# [Task instructions]
Set down the data that follows again, exactly as written.

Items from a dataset

• • •

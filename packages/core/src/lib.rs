//! Codex Core Engine
//!
//! This crate provides the decomposition/recomposition engine for "codex"
//! documents: hierarchical, typed content trees persisted as YAML/JSON files.
//!
//! # Architecture
//!
//! - **Explode**: split matching children of a content document into
//!   standalone files, replacing them with include stubs
//! - **Implode**: resolve include stubs back into one merged in-memory tree
//! - **Index resolution**: compose a forest of per-folder index files into a
//!   single navigable tree with type-based styling
//! - **Fractional ordering**: drag/drop order keys that never require
//!   renumbering unrelated siblings
//!
//! # Modules
//!
//! - [`models`] - Data structures (content documents, index documents)
//! - [`store`] - On-disk document store (YAML/JSON, backups)
//! - [`paths`] - Filename sanitization and include-path arithmetic
//! - [`ordering`] - Fractional sibling order calculation
//! - [`services`] - The explode/implode/index-resolution services

pub mod models;
pub mod ordering;
pub mod paths;
pub mod services;
pub mod store;

// Re-export commonly used types
pub use models::*;
pub use ordering::{DropPosition, OrderCalculator};
pub use services::*;
pub use store::{DocumentFormat, StoreError};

• • •

# [Written reply]
filename packages/core/src/lib.rs
//! Codex Core Engine
//!
//! This crate provides the decomposition/recomposition engine for "codex"
//! documents: hierarchical, typed content trees persisted as YAML/JSON files.
//!
//! # Architecture
//!
//! - **Explode**: split matching children of a content document into
//!   standalone files, replacing them with include stubs
//! - **Implode**: resolve include stubs back into one merged in-memory tree
//! - **Index resolution**: compose a forest of per-folder index files into a
//!   single navigable tree with type-based styling
//! - **Fractional ordering**: drag/drop order keys that never require
//!   renumbering unrelated siblings
//!
//! # Modules
//!
//! - [`models`] - Data structures (content documents, index documents)
//! - [`store`] - On-disk document store (YAML/JSON, backups)
//! - [`paths`] - Filename sanitization and include-path arithmetic
//! - [`ordering`] - Fractional sibling order calculation
//! - [`services`] - The explode/implode/index-resolution services

pub mod models;
pub mod ordering;
pub mod paths;
pub mod services;
pub mod store;

// Re-export commonly used types
pub use models::*;
pub use ordering::{DropPosition, OrderCalculator};
pub use services::*;
pub use store::{DocumentFormat, StoreError};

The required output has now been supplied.